Everybody has “abs” - yes, everybody. But what form they take and how much they “show” is unique to everybody, and depends on a lot of different factors.
Your body fat percentage will play a role in the visibility of your abs. They’re there, it might just be that they’re covered under a few layers of fat. To lose body fat, you need to be in a Calorie Deficit, so if fat loss is your goal, I’d aim for this. Make it sustainable, achievable and remember that food is FUEL.
The appearance (mostly) of your abs, and the ease in revealing them is largely effected by genetics. Some people naturally hold more fat around their middle, others might find they always stay naturally quite lean on their abs (thus meaning they’re more naturally defined). Genetics also play a part in their shape, structure and overall appearance.
Your abs are a collection of muscles, this means they can be grown, strengthened and worked like other muscles in your body. That’s exactly what this guide is looking to help you do, grow, work and strengthen those abdominal muscles to build your strongest core. Having a strong core is about more than just aesthetics, it’s a strong centre point for your whole body.
There are four main muscles that make up your core.
Whilst most people just refer to these as the “top, bottom & side” of your abs - I felt it important to let you know the real juicy details, if you wanted them. Getting your mindset into the idea that you are training a muscle group (not purely chasing an aesthetic) is really important both mentally and physically. So, here’s the low down on what those lines on your tum really are made up of:
RECTUS ABDOMINIS
These are positioned along the front of the abdomen - these muscles form the appearance of a ‘six pack’ and allow flexion of your torso.
TRANSVERSE ABDOMINIS
These are positioned under the obliques and is one of the deepest abdominal muscles.
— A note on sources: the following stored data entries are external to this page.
//! At-most-once-per-window task runner
//!
//! Each task name owns a status file `sched_<name>.json` and a lock file
//! next to it. The lock is taken without blocking: a caller that finds the
//! task already running gets `false` immediately instead of queueing.

use std::fmt::Display;
use std::fs::{File, OpenOptions, TryLockError};
use std::future::Future;
use std::io::Write;
use std::path::{Path, PathBuf};

use serde::{Deserialize, Serialize};
use tempfile::NamedTempFile;

use crate::cache::key::sanitize_key;
use crate::clock::SharedClock;

/// Recorded state of one scheduled task
#[derive(Debug, Clone, Default, PartialEq, Eq, Serialize, Deserialize)]
pub struct ScheduleState {
    #[serde(default)]
    pub last_run: i64,
    #[serde(default)]
    pub running: bool,
    #[serde(default, skip_serializing_if = "Option::is_none")]
    pub last_ok: Option<i64>,
    #[serde(default)]
    pub last_error: Option<String>,
}

/// Filesystem-backed scheduler
pub struct Scheduler {
    dir: PathBuf,
    clock: SharedClock,
}

impl Scheduler {
    pub fn new(dir: impl Into<PathBuf>, clock: SharedClock) -> Self {
        Self {
            dir: dir.into(),
            clock,
        }
    }

    fn status_path(&self, task: &str) -> PathBuf {
        let safe = sanitize_key(task);
        let safe = if safe.is_empty() { "task".to_string() } else { safe };
        self.dir.join(format!("sched_{}.json", safe))
    }

    /// Last recorded state of `task`, if it ever ran
    pub fn state(&self, task: &str) -> Option<ScheduleState> {
        let raw = std::fs::read(self.status_path(task)).ok()?;
        serde_json::from_slice(&raw).ok()
    }

    /// Run `task` unless it ran less than `window_seconds` ago or is running
    /// elsewhere.
    ///
    /// Returns `true` when the task was executed, whatever its outcome. A
    /// task failure is recorded in the status file and never returned.
    pub async fn try_run<F, Fut, E>(&self, name: &str, window_seconds: u64, task: F) -> bool
    where
        F: FnOnce() -> Fut,
        Fut: Future<Output = std::result::Result<(), E>>,
        E: Display,
    {
        let status_path = self.status_path(name);
        let Some(lock) = self.try_lock(&status_path) else {
            return false;
        };

        let now = self.clock.now();
        let mut state = self.state(name).unwrap_or_default();
        let window = i64::try_from(window_seconds).unwrap_or(i64::MAX);
        if state.last_run > 0 && now.saturating_sub(state.last_run) < window {
            log::debug!("Task '{}' ran {}s ago, skipping", name, now - state.last_run);
            release(&lock);
            return false;
        }

        // Recorded before running so a crash mid-task still waits out the window
        state.last_run = now;
        state.running = true;
        self.write_state(&status_path, &state);
        let mut run = RunGuard {
            scheduler: self,
            path: status_path,
            state,
            lock,
        };

        match task().await {
            Ok(()) => {
                run.state.last_ok = Some(now);
                run.state.last_error = None;
            }
            Err(e) => {
                log::warn!("Scheduled task '{}' failed: {}", name, e);
                run.state.last_error = Some(e.to_string());
            }
        }
        true
    }

    fn try_lock(&self, status_path: &Path) -> Option<File> {
        if let Err(e) = std::fs::create_dir_all(&self.dir) {
            log::warn!("Scheduler directory {} unavailable: {}", self.dir.display(), e);
            return None;
        }

        let mut lock_path = status_path.as_os_str().to_owned();
        lock_path.push(".lock");

        let file = match OpenOptions::new()
            .read(true)
            .write(true)
            .create(true)
            .truncate(false)
            .open(&lock_path)
        {
            Ok(file) => file,
            Err(e) => {
                log::warn!("Cannot open scheduler lock {:?}: {}", lock_path, e);
                return None;
            }
        };

        match file.try_lock() {
            Ok(()) => Some(file),
            Err(TryLockError::WouldBlock) => {
                log::debug!("Scheduler lock {:?} held elsewhere", lock_path);
                None
            }
            Err(TryLockError::Error(e)) => {
                log::warn!("Cannot lock {:?}: {}", lock_path, e);
                None
            }
        }
    }

    fn write_state(&self, path: &Path, state: &ScheduleState) {
        let result = (|| -> std::io::Result<()> {
            let mut tmp = NamedTempFile::new_in(&self.dir)?;
            serde_json::to_writer(&mut tmp, state)?;
            tmp.flush()?;
            tmp.persist(path).map_err(|e| e.error)?;
            Ok(())
        })();
        if let Err(e) = result {
            log::warn!("Failed to record scheduler state {}: {}", path.display(), e);
        }
    }
}

/// An in-flight run. Dropping it clears `running` and releases the lock,
/// including when the task panics or the caller drops the future.
struct RunGuard<'a> {
    scheduler: &'a Scheduler,
    path: PathBuf,
    state: ScheduleState,
    lock: File,
}

impl Drop for RunGuard<'_> {
    fn drop(&mut self) {
        self.state.running = false;
        self.scheduler.write_state(&self.path, &self.state);
        release(&self.lock);
    }
}

fn release(lock: &File) {
    if let Err(e) = lock.unlock() {
        log::debug!("Failed to release scheduler lock: {}", e);
    }
}

#[cfg(test)]
mod tests {
    use super::*;
    use crate::clock::ManualClock;
    use std::sync::Arc;
    use std::sync::atomic::{AtomicUsize, Ordering};
    use std::time::Duration;
    use tempfile::TempDir;

    fn scheduler(dir: &TempDir) -> (Scheduler, ManualClock) {
        let clock = ManualClock::at(50_000);
        (Scheduler::new(dir.path(), Arc::new(clock.clone())), clock)
    }

    async fn ok_task(counter: &AtomicUsize) -> Result<(), String> {
        counter.fetch_add(1, Ordering::SeqCst);
        Ok(())
    }

    #[tokio::test]
    async fn test_runs_once_per_window() {
        let dir = TempDir::new().unwrap();
        let (scheduler, clock) = scheduler(&dir);
        let runs = AtomicUsize::new(0);

        assert!(scheduler.try_run("refresh", 60, || ok_task(&runs)).await);
        clock.advance(59);
        assert!(!scheduler.try_run("refresh", 60, || ok_task(&runs)).await);
        clock.advance(1);
        assert!(scheduler.try_run("refresh", 60, || ok_task(&runs)).await);

        assert_eq!(runs.load(Ordering::SeqCst), 2);
    }

    #[tokio::test]
    async fn test_records_success() {
        let dir = TempDir::new().unwrap();
        let (scheduler, _clock) = scheduler(&dir);
        let runs = AtomicUsize::new(0);

        scheduler.try_run("refresh", 60, || ok_task(&runs)).await;

        let state = scheduler.state("refresh").unwrap();
        assert_eq!(state.last_run, 50_000);
        assert_eq!(state.last_ok, Some(50_000));
        assert!(!state.running);
        assert!(state.last_error.is_none());
        assert!(dir.path().join("sched_refresh.json").exists());
    }

    #[tokio::test]
    async fn test_failure_is_recorded_and_swallowed() {
        let dir = TempDir::new().unwrap();
        let (scheduler, clock) = scheduler(&dir);

        let ran = scheduler
            .try_run("refresh", 60, || async { Err::<(), _>("remote down") })
            .await;
        assert!(ran);

        let state = scheduler.state("refresh").unwrap();
        assert_eq!(state.last_error.as_deref(), Some("remote down"));
        assert!(state.last_ok.is_none());
        assert!(!state.running);

        // A failed attempt still occupies the window
        clock.advance(30);
        let runs = AtomicUsize::new(0);
        assert!(!scheduler.try_run("refresh", 60, || ok_task(&runs)).await);
    }

    #[tokio::test]
    async fn test_success_clears_previous_error() {
        let dir = TempDir::new().unwrap();
        let (scheduler, clock) = scheduler(&dir);

        scheduler
            .try_run("t", 10, || async { Err::<(), _>("boom") })
            .await;
        clock.advance(10);
        let runs = AtomicUsize::new(0);
        scheduler.try_run("t", 10, || ok_task(&runs)).await;

        let state = scheduler.state("t").unwrap();
        assert!(state.last_error.is_none());
        assert_eq!(state.last_ok, Some(50_010));
    }

    #[tokio::test]
    async fn test_single_flight() {
        let dir = TempDir::new().unwrap();
        let (scheduler, _clock) = scheduler(&dir);

        let slow = || async {
            tokio::time::sleep(Duration::from_millis(200)).await;
            Ok::<(), String>(())
        };

        let (a, b) = tokio::join!(
            scheduler.try_run("refresh", 0, slow),
            scheduler.try_run("refresh", 0, slow),
        );

        assert!(a ^ b, "exactly one call should run, got {} and {}", a, b);
    }

    #[tokio::test]
    async fn test_lock_released_after_run() {
        let dir = TempDir::new().unwrap();
        let (scheduler, _clock) = scheduler(&dir);
        let runs = AtomicUsize::new(0);

        assert!(scheduler.try_run("t", 0, || ok_task(&runs)).await);
        assert!(scheduler.try_run("t", 0, || ok_task(&runs)).await);
        assert_eq!(runs.load(Ordering::SeqCst), 2);
    }

    #[tokio::test]
    async fn test_task_names_are_sanitized() {
        let dir = TempDir::new().unwrap();
        let (scheduler, _clock) = scheduler(&dir);
        let runs = AtomicUsize::new(0);

        scheduler.try_run("refresh tagged/all", 60, || ok_task(&runs)).await;
        assert!(dir.path().join("sched_refresh_tagged_all.json").exists());
    }

    #[tokio::test]
    async fn test_cancelled_run_clears_running() {
        let dir = TempDir::new().unwrap();
        let (scheduler, clock) = scheduler(&dir);

        let hung = || async {
            tokio::time::sleep(Duration::from_secs(30)).await;
            Ok::<(), String>(())
        };
        let outcome =
            tokio::time::timeout(Duration::from_millis(50), scheduler.try_run("t", 60, hung)).await;
        assert!(outcome.is_err());

        let state = scheduler.state("t").unwrap();
        assert!(!state.running);
        assert_eq!(state.last_run, 50_000);
        assert!(state.last_ok.is_none());

        // Lock was released with the dropped run
        clock.advance(60);
        let runs = AtomicUsize::new(0);
        assert!(scheduler.try_run("t", 60, || ok_task(&runs)).await);
        assert_eq!(runs.load(Ordering::SeqCst), 1);
    }

    #[tokio::test]
    async fn test_panicking_task_clears_running() {
        let dir = TempDir::new().unwrap();
        let path = dir.path().to_path_buf();

        let handle = tokio::spawn(async move {
            let scheduler = Scheduler::new(path, Arc::new(ManualClock::at(50_000)));
            scheduler
                .try_run("t", 60, || async {
                    if true {
                        panic!("task blew up");
                    }
                    Ok::<(), String>(())
                })
                .await
        });
        assert!(handle.await.unwrap_err().is_panic());

        let (scheduler, _clock) = scheduler(&dir);
        let state = scheduler.state("t").unwrap();
        assert!(!state.running);
        assert_eq!(state.last_run, 50_000);
    }

    #[tokio::test]
    async fn test_unavailable_directory_skips() {
        let dir = TempDir::new().unwrap();
        let blocker = dir.path().join("blocker");
        std::fs::write(&blocker, "file").unwrap();
        let scheduler = Scheduler::new(&blocker, Arc::new(ManualClock::at(1)));
        let runs = AtomicUsize::new(0);

        assert!(!scheduler.try_run("t", 60, || ok_task(&runs)).await);
        assert_eq!(runs.load(Ordering::SeqCst), 0);
    }
}
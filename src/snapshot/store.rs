//! Filesystem snapshot store
//!
//! One JSON document per collection. Saves go through a temp file in the
//! same directory followed by a rename, so readers never lock and only ever
//! see the previous or the new document.

use std::io::Write;
use std::path::PathBuf;

use tempfile::NamedTempFile;

use super::Snapshot;
use crate::cache::key::sanitize_key;
use crate::error::Result;

/// Directory-backed snapshot store
#[derive(Debug, Clone)]
pub struct SnapshotStore {
    dir: PathBuf,
}

impl SnapshotStore {
    pub fn new(dir: impl Into<PathBuf>) -> Self {
        Self { dir: dir.into() }
    }

    #[cfg(test)]
    pub fn dir(&self) -> &std::path::Path {
        &self.dir
    }

    /// Location of a collection's document
    pub fn path_for(&self, collection: &str) -> PathBuf {
        self.dir.join(format!("{}.json", sanitize_key(collection)))
    }

    /// Atomically replace a collection's snapshot.
    pub fn save(&self, collection: &str, snapshot: &Snapshot) -> Result<()> {
        std::fs::create_dir_all(&self.dir)?;
        let path = self.path_for(collection);

        let mut tmp = NamedTempFile::new_in(&self.dir)?;
        serde_json::to_writer_pretty(&mut tmp, snapshot)?;
        tmp.flush()?;
        tmp.as_file().sync_all()?;
        tmp.persist(&path).map_err(|e| e.error)?;

        log::debug!(
            "Saved snapshot '{}' ({} items) to {}",
            collection,
            snapshot.count,
            path.display()
        );
        Ok(())
    }

    /// Load a collection's snapshot.
    ///
    /// A missing, unreadable or malformed document yields an empty snapshot:
    /// that is the normal "never crawled" state, not an error.
    pub fn load(&self, collection: &str) -> Snapshot {
        let path = self.path_for(collection);
        let bytes = match std::fs::read(&path) {
            Ok(bytes) => bytes,
            Err(e) => {
                if e.kind() != std::io::ErrorKind::NotFound {
                    log::warn!("Snapshot {} unreadable: {}", path.display(), e);
                }
                return Snapshot::empty();
            }
        };

        match serde_json::from_slice::<Snapshot>(&bytes) {
            Ok(mut snapshot) => {
                snapshot.count = snapshot.items.len();
                snapshot
            }
            Err(e) => {
                log::warn!("Snapshot {} malformed, treating as empty: {}", path.display(), e);
                Snapshot::empty()
            }
        }
    }
}
//! Display model implementations for table output

mod common;
mod media;

pub use media::MediaDisplay;
//! Graph API response shapes
//!
//! Remote items are loosely typed. Every field is optional and scalar values
//! of the wrong JSON type degrade to `None` (numbers are stringified) instead
//! of failing the whole page.

use serde::{Deserialize, Deserializer, Serialize};
use serde_json::Value;

/// Media item as returned by the Graph API
#[derive(Debug, Clone, Default, Deserialize)]
pub struct RawMedia {
    #[serde(default, deserialize_with = "lenient_string")]
    pub id: Option<String>,
    #[serde(default, deserialize_with = "lenient_string")]
    pub username: Option<String>,
    #[serde(default, deserialize_with = "lenient_string")]
    pub caption: Option<String>,
    #[serde(default, deserialize_with = "lenient_string")]
    pub media_type: Option<String>,
    #[serde(default, deserialize_with = "lenient_string")]
    pub media_url: Option<String>,
    #[serde(default, deserialize_with = "lenient_string")]
    pub thumbnail_url: Option<String>,
    #[serde(default, deserialize_with = "lenient_string")]
    pub permalink: Option<String>,
    #[serde(default, deserialize_with = "lenient_string")]
    pub timestamp: Option<String>,
    #[serde(default, deserialize_with = "lenient_children")]
    pub children: Option<RawChildren>,
}

/// `children` edge of a carousel album
#[derive(Debug, Clone, Default, Deserialize)]
pub struct RawChildren {
    #[serde(default)]
    pub data: Vec<RawChild>,
}

/// Carousel child as returned by the Graph API
#[derive(Debug, Clone, Default, Deserialize)]
pub struct RawChild {
    #[serde(default, deserialize_with = "lenient_string")]
    pub media_type: Option<String>,
    #[serde(default, deserialize_with = "lenient_string")]
    pub media_url: Option<String>,
    #[serde(default, deserialize_with = "lenient_string")]
    pub thumbnail_url: Option<String>,
}

/// One page of a Graph listing
#[derive(Debug, Clone, Default, Deserialize)]
pub struct MediaPage {
    #[serde(default)]
    pub data: Vec<RawMedia>,

    #[serde(default)]
    pub paging: Option<Paging>,
}

impl MediaPage {
    /// Cursor URL for the following page, if any
    pub fn next_cursor(&self) -> Option<&str> {
        self.paging
            .as_ref()
            .and_then(|p| p.next.as_deref())
            .filter(|next| !next.is_empty())
    }
}

/// Graph `paging` block
#[derive(Debug, Clone, Default, Serialize, Deserialize)]
pub struct Paging {
    #[serde(default)]
    pub next: Option<String>,

    #[serde(default)]
    pub cursors: Option<Cursors>,
}

/// Graph cursor pair
#[derive(Debug, Clone, Default, Serialize, Deserialize)]
pub struct Cursors {
    #[serde(default)]
    pub before: Option<String>,
    #[serde(default)]
    pub after: Option<String>,
}

/// Result of `ig_hashtag_search`
#[derive(Debug, Clone, Default, Deserialize)]
pub struct HashtagSearch {
    #[serde(default)]
    pub data: Vec<HashtagId>,
}

#[derive(Debug, Clone, Deserialize)]
pub struct HashtagId {
    #[serde(default, deserialize_with = "lenient_string")]
    pub id: Option<String>,
}

/// Graph error envelope: `{"error": {"message": ...}}`
#[derive(Debug, Clone, Deserialize)]
pub struct GraphErrorEnvelope {
    pub error: GraphError,
}

#[derive(Debug, Clone, Deserialize)]
pub struct GraphError {
    #[serde(default)]
    pub message: String,
}

fn lenient_string<'de, D>(deserializer: D) -> Result<Option<String>, D::Error>
where
    D: Deserializer<'de>,
{
    Ok(match Value::deserialize(deserializer)? {
        Value::String(s) => Some(s),
        Value::Number(n) => Some(n.to_string()),
        Value::Bool(b) => Some(b.to_string()),
        _ => None,
    })
}

fn lenient_children<'de, D>(deserializer: D) -> Result<Option<RawChildren>, D::Error>
where
    D: Deserializer<'de>,
{
    let value = Value::deserialize(deserializer)?;
    Ok(serde_json::from_value(value).ok())
}
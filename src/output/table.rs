//! Table output formatting

use tabled::{
    Table, Tabled,
    settings::{Alignment, Modify, Style, Width, object::Rows, object::Segment},
};

/// Widest a single cell may grow before wrapping
const MAX_CELL_WIDTH: usize = 60;

/// Format rows as a rounded table, or a placeholder when empty
pub fn format_table<T: Tabled>(data: &[T]) -> String {
    if data.is_empty() {
        return "No media found.".to_string();
    }

    let mut table = Table::new(data);
    table
        .with(Style::rounded())
        .with(Modify::new(Rows::first()).with(Alignment::center()))
        .with(Modify::new(Segment::all()).with(Width::wrap(MAX_CELL_WIDTH)));

    table.to_string()
}

#[cfg(test)]
mod tests {
    use super::*;
    use crate::models::MediaDisplay;

    fn row(id: &str, caption: &str) -> MediaDisplay {
        MediaDisplay {
            id: id.to_string(),
            media_type: "IMAGE".to_string(),
            username: "someone".to_string(),
            posted: "2024-05-01 12:30".to_string(),
            caption: caption.to_string(),
            permalink: format!("https://www.instagram.com/p/{}/", id),
        }
    }

    #[test]
    fn test_format_table_empty() {
        let rows: Vec<MediaDisplay> = Vec::new();
        assert_eq!(format_table(&rows), "No media found.");
    }

    #[test]
    fn test_format_table_headers_and_rows() {
        let result = format_table(&[row("abc", "first"), row("def", "second")]);

        for header in ["ID", "TYPE", "USER", "POSTED", "CAPTION", "PERMALINK"] {
            assert!(result.contains(header), "missing header {}", header);
        }
        assert!(result.contains("first"));
        assert!(result.contains("second"));
        assert!(result.contains("╭"));
        assert!(result.contains("╰"));
    }

    #[test]
    fn test_format_table_wraps_wide_cells() {
        let wide = "x".repeat(MAX_CELL_WIDTH * 2);
        let result = format_table(&[row("abc", &wide)]);
        assert!(result.lines().all(|l| !l.contains(&wide)));
    }
}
Their main purpose is to stabilise the lower back and pelvis before movement of the arms or legs.
EXTERNAL OBLIQUES
These are positioned on each side of the abdomen and extend from the lower half of the ribs around and down to the pelvis. These muscles enable you to twist your torso.
INTERNAL OBLIQUEs
These are positioned under the external obliques. These muscles allow us to twist our torso and they provide stability to the spine.